Elly Blue at Santa Monica Spoke Dinner + Bikes event

My friend Grubby, an ex-messenger, urban cyclist, and writer, once expressed heartbreak over the rise in popularity of urban cycling. Although psyched to see more cyclists, he feels that, like punk rock, the DiY underground aesthetic of the urban cycling movement is being harvested by “a bunch of posers,” as 04 Jason, another bike friend of mine, once put it. I think Grubby would agree with that description.

While as distasteful as any social change movement laundered by corporate branding, the commercialization of urban cycling as a fashionable lifestyle locates an important moment: cycling is hitting the mainstream in the US. The issue is that hipster capitalism, rather than democracy, could overshadow the message of bicycling as a mass social movement. It is understandable that politicized urban cyclists are skeptical of branding that capitalizes on the movement, while offering little resources as a supporter. As a feminist, I am particularly watchful of the branding around women and cycling, especially the appropriation of seemingly feminist ideas in face-level marketing strategies.

Thankfully, many in the radicalized urban cycling movement are pedaling past their own reflections in the mirror and continue to work creatively to bring newly-minted urban cyclists to the advocacy table. Portland-based writer Elly Blue is one such activist. Along with filmmaker Joe Biel and vegan chef Joshua Ploeg, Blue is on the road with what the trio call the Dinner + Bikes Tour.

While devouring a heaping plate of Ploeg’s vegan kitchen mastery, attendees are treated to Biel’s well-crafted documentaries on bicycle culture and activism, as well as interactive discussions on what Blue outlines as a bike economy—a topic she has researched and written about not only for Grist, but her own zine, Taking the Lane.

Kent Strumpell (from LA-BAC), Cynthia Rose, & Bryan Beretta

I caught interview time with Blue before the Dinner + Bikes stop hosted by Santa Monica Spoke, a chapter of the LACBC. SMS members Cynthia Rose and Bryan Beretta set the ideal table for Blue and her cohorts. SMS could’ve raised funds with a door charge, but chose to keep it free. The patio-lined location and welcoming vibe of Rose, Beretta, and volunteer Alice Strong (West San Gabriel Valley Bike Coalition) encouraged attendees—riders and not—to interact over topics like sustainable streets, just the conversations Elly Blue hopes to ignite.

Rose & Alice Strong

Tell me about your bicycling journey:

I started biking for transportation at age 20. I had been traveling for a couple years, and, when I moved back to New Haven, I went into my parents’ garage and found the three-speed cruiser I’d gotten for my tenth birthday.
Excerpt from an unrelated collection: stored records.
//! Request tracing middleware.
//!
//! Opens an `api_request` span per request, links W3C `traceparent` context when the
//! caller sends one, and feeds [`GatewayMetrics`] on completion.

use std::sync::Arc;
use std::task::{Context, Poll};

use axum::{body::Body, http::Request, response::Response};
use tower::{Layer, Service};
use tracing::{info_span, Instrument, Span};

use super::metrics::{GatewayMetrics, RequestTimer};

/// Tracing layer that creates spans for each request
#[derive(Clone)]
pub struct TracingLayer {
    metrics: Arc<GatewayMetrics>,
}

impl TracingLayer {
    pub fn new(metrics: Arc<GatewayMetrics>) -> Self {
        Self { metrics }
    }
}

impl<S> Layer<S> for TracingLayer {
    type Service = TracingService<S>;

    fn layer(&self, inner: S) -> Self::Service {
        TracingService {
            inner,
            metrics: Arc::clone(&self.metrics),
        }
    }
}

/// Tracing service
#[derive(Clone)]
pub struct TracingService<S> {
    inner: S,
    metrics: Arc<GatewayMetrics>,
}

impl<S> Service<Request<Body>> for TracingService<S>
where
    S: Service<Request<Body>, Response = Response> + Clone + Send + 'static,
    S::Future: Send,
{
    type Response = Response;
    type Error = S::Error;
    type Future = std::pin::Pin<
        Box<dyn std::future::Future<Output = Result<Self::Response, Self::Error>> + Send>,
    >;

    fn poll_ready(&mut self, cx: &mut Context<'_>) -> Poll<Result<(), Self::Error>> {
        self.inner.poll_ready(cx)
    }

    fn call(&mut self, req: Request<Body>) -> Self::Future {
        let mut inner = self.inner.clone();
        let timer = RequestTimer::new(Arc::clone(&self.metrics));

        let span = info_span!(
            "api_request",
            http.method = %req.method(),
            http.target = %req.uri().path(),
            http.status_code = tracing::field::Empty,
        );

        if let Some(parent) = extract_trace_context(&req) {
            span.follows_from(parent);
        }

        Box::pin(
            async move {
                let result = inner.call(req).await;

                if let Ok(response) = &result {
                    let status = response.status().as_u16();
                    Span::current().record("http.status_code", status);
                    timer.finish(status);
                }

                result
            }
            .instrument(span),
        )
    }
}

/// Extract trace context from request headers (W3C Trace Context)
fn extract_trace_context<B>(req: &Request<B>) -> Option<Span> {
    let traceparent = req.headers().get("traceparent")?.to_str().ok()?;

    // version-trace_id-parent_id-trace_flags
    let parts: Vec<&str> = traceparent.split('-').collect();
    if parts.len() != 4 {
        return None;
    }

    Some(info_span!(
        "parent_trace",
        trace_id = parts[1],
        parent_span_id = parts[2]
    ))
}

#[cfg(test)]
mod tests {
    use super::*;

    #[test]
    fn test_traceparent_parsing() {
        let req = Request::builder()
            .header(
                "traceparent",
                "00-0af7651916cd43dd8448eb211c80319c-b7ad6b7169203331-01",
            )
            .body(Body::empty())
            .unwrap();

        assert!(extract_trace_context(&req).is_some());
    }

    #[test]
    fn test_invalid_traceparent() {
        let req = Request::builder()
            .header("traceparent", "invalid")
            .body(Body::empty())
            .unwrap();

        assert!(extract_trace_context(&req).is_none());
    }

    #[test]
    fn test_no_traceparent() {
        let req = Request::builder().body(Body::empty()).unwrap();
        assert!(extract_trace_context(&req).is_none());
    }
}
It was too big for me to ride then, but as an adult it was just right. It was incredibly freeing. I was used to walking long distances and waiting forever for buses. The downside is that because of having the bike, I lost the habit of waiting patiently and never re-learned it. 

Most of us that commute have a stable of bikes—what is in your stable?

An old purple Kona mountain bike with an xtracycle conversion is my main ride. I have a rotating cast of two or three other bikes that are usually on loan to someone. Joe and I bought a 6 by 4 foot bamboo trailer. When that’s hitched behind the xtracycle, it’s a bit of a spectacle, but I can carry anything–or anyone. Once, I carried two ukulele players as part of a live band karaoke bike ride!

Chef Joshua

What impact has the bike as transportation had on your life?

It’s been transformative. I think one of the reasons for the bike renaissance right now is that we’re all hungry for real actions we can take to be happier and less frustrated every day, but also to address the big picture crises that seem so out of our control, from climate to the erosion of civil society.

We’re told to deal with this by going out and buying new light bulbs, buying bamboo silverware, whatever. Bicycling is a different way of interacting with the world that can address all those things meaningfully and build new things. And, biking offers ways to meet and genuinely connect with people. It’s kind of sad, but that seems like almost the most revolutionary thing. Unfortunately, it’s the same reason the Tea Party movement is so successful—we migrate towards things where there’s a sense of purpose and a real community.

Were you involved in other contexts of activism first, or did it start with bicycling?

The political connection came about a lot more slowly. It must have been percolating for a while, but the first time I remember it being clear was in November 2004. There was a party to watch the election results, and it was pretty clear Bush was winning. People were saying, “I’m just going to move to Canada,” and I said, “Not me, I’m going to stay here and be a bike activist.” I have no idea where that resolution came from. I was pretty drunk. But that’s exactly what I did.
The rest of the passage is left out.